## [What you need to do]
Here are some entries; quote each one exactly.

## [Information given]
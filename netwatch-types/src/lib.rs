//! # netwatch-types
//!
//! Core types shared by the netwatch crates. These describe what a netdata
//! daemon reports (metric series and alarms) and the unit of state the
//! coordinator publishes after every poll (a [`Snapshot`]).
//!
//! ## Features
//!
//! - `serde`: (de)serialization via serde. The netdata wire format maps
//!   directly onto [`MetricSeries`] and [`AlarmEntry`] when enabled.
//!
//! ## Example
//!
//! ```rust
//! use netwatch_types::{AlarmStatus, DimensionKey, Snapshot};
//!
//! let snapshot = Snapshot::builder()
//!     .series("net.eth0", "kilobits/s", |s| {
//!         s.dimension("received", 8192.0).dimension("sent", -512.0)
//!     })
//!     .alarm("ram_in_use", AlarmStatus::Clear, "sysadmin")
//!     .build();
//!
//! let key: DimensionKey = "net.eth0/received".parse().unwrap();
//! assert_eq!(snapshot.dimension_value(&key), Some(8192.0));
//! ```

mod alarm;
mod key;
mod series;
mod snapshot;

pub use alarm::*;
pub use key::*;
pub use series::*;
pub use snapshot::*;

## [Output below]
filename netwatch-types/src/lib.rs
//! # netwatch-types
//!
//! Core types shared by the netwatch crates. These describe what a netdata
//! daemon reports (metric series and alarms) and the unit of state the
//! coordinator publishes after every poll (a [`Snapshot`]).
//!
//! ## Features
//!
//! - `serde`: (de)serialization via serde. The netdata wire format maps
//!   directly onto [`MetricSeries`] and [`AlarmEntry`] when enabled.
//!
//! ## Example
//!
//! ```rust
//! use netwatch_types::{AlarmStatus, DimensionKey, Snapshot};
//!
//! let snapshot = Snapshot::builder()
//!     .series("net.eth0", "kilobits/s", |s| {
//!         s.dimension("received", 8192.0).dimension("sent", -512.0)
//!     })
//!     .alarm("ram_in_use", AlarmStatus::Clear, "sysadmin")
//!     .build();
//!
//! let key: DimensionKey = "net.eth0/received".parse().unwrap();
//! assert_eq!(snapshot.dimension_value(&key), Some(8192.0));
//! ```

mod alarm;
mod key;
mod series;
mod snapshot;

pub use alarm::*;
pub use key::*;
pub use series::*;
pub use snapshot::*;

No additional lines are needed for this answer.